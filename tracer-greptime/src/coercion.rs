//! Turns whatever a span exposes for a field into the exact value its column expects.
//! Coercion can't fail: malformed or missing input degrades to the zero value of the
//! column type (epoch zero, 0 or an empty string) so one bad field never costs a span.

pub mod timestamp;

use crate::fields::catalog;
use crate::table::{ColumnType, ColumnValue, TimestampPrecision};
use span_structs::time_conversion::time_to_nanos;
use span_structs::RawValue;

pub use timestamp::{coerce_timestamp, parse_timestamp_text};

/// Pure and total, the returned value always fits `column_type`
pub fn coerce(source: &str, column_type: ColumnType, raw: Option<&RawValue>) -> ColumnValue {
    match column_type {
        ColumnType::TimestampNanosecond => {
            ColumnValue::Timestamp(coerce_timestamp(raw, TimestampPrecision::Nanosecond))
        }
        ColumnType::TimestampMillisecond => {
            ColumnValue::Timestamp(coerce_timestamp(raw, TimestampPrecision::Millisecond))
        }
        ColumnType::Int64 => ColumnValue::Int64(coerce_integer(raw)),
        ColumnType::String if catalog::is_structured(source) => {
            ColumnValue::String(coerce_structured(raw))
        }
        ColumnType::String => ColumnValue::String(render_text(raw)),
    }
}

pub fn coerce_integer(raw: Option<&RawValue>) -> i64 {
    let Some(raw) = raw else {
        return 0;
    };
    match raw {
        RawValue::Int(int) => *int,
        RawValue::UInt(uint) => i64::try_from(*uint).unwrap_or(i64::MAX),
        // saturating cast, NaN becomes 0
        RawValue::Float(float) => float.trunc() as i64,
        RawValue::Text(text) => text.trim().parse().unwrap_or(0),
        RawValue::Time(time) => time_to_nanos(time).unwrap_or(0),
        RawValue::Bool(_) | RawValue::Map(_) => 0,
    }
}

/// Maps become json text with sorted keys, anything else its plain rendering
pub fn coerce_structured(raw: Option<&RawValue>) -> String {
    match raw {
        Some(RawValue::Map(map)) => {
            serde_json::to_string(map).unwrap_or_else(|_| render_text(raw))
        }
        other => render_text(other),
    }
}

pub fn render_text(raw: Option<&RawValue>) -> String {
    raw.map(ToString::to_string).unwrap_or_default()
}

» WHAT THE TASK REQUIRES
Write the data out again. Match it exactly.

» TASK ANSWER
filename tracer-greptime/src/coercion.rs
//! Turns whatever a span exposes for a field into the exact value its column expects.
//! Coercion can't fail: malformed or missing input degrades to the zero value of the
//! column type (epoch zero, 0 or an empty string) so one bad field never costs a span.

pub mod timestamp;

use crate::fields::catalog;
use crate::table::{ColumnType, ColumnValue, TimestampPrecision};
use span_structs::time_conversion::time_to_nanos;
use span_structs::RawValue;

pub use timestamp::{coerce_timestamp, parse_timestamp_text};

/// Pure and total, the returned value always fits `column_type`
pub fn coerce(source: &str, column_type: ColumnType, raw: Option<&RawValue>) -> ColumnValue {
    match column_type {
        ColumnType::TimestampNanosecond => {
            ColumnValue::Timestamp(coerce_timestamp(raw, TimestampPrecision::Nanosecond))
        }
        ColumnType::TimestampMillisecond => {
            ColumnValue::Timestamp(coerce_timestamp(raw, TimestampPrecision::Millisecond))
        }
        ColumnType::Int64 => ColumnValue::Int64(coerce_integer(raw)),
        ColumnType::String if catalog::is_structured(source) => {
            ColumnValue::String(coerce_structured(raw))
        }
        ColumnType::String => ColumnValue::String(render_text(raw)),
    }
}

pub fn coerce_integer(raw: Option<&RawValue>) -> i64 {
    let Some(raw) = raw else {
        return 0;
    };
    match raw {
        RawValue::Int(int) => *int,
        RawValue::UInt(uint) => i64::try_from(*uint).unwrap_or(i64::MAX),
        // saturating cast, NaN becomes 0
        RawValue::Float(float) => float.trunc() as i64,
        RawValue::Text(text) => text.trim().parse().unwrap_or(0),
        RawValue::Time(time) => time_to_nanos(time).unwrap_or(0),
        RawValue::Bool(_) | RawValue::Map(_) => 0,
    }
}

/// Maps become json text with sorted keys, anything else its plain rendering
pub fn coerce_structured(raw: Option<&RawValue>) -> String {
    match raw {
        Some(RawValue::Map(map)) => {
            serde_json::to_string(map).unwrap_or_else(|_| render_text(raw))
        }
        other => render_text(other),
    }
}

pub fn render_text(raw: Option<&RawValue>) -> String {
    raw.map(ToString::to_string).unwrap_or_default()
}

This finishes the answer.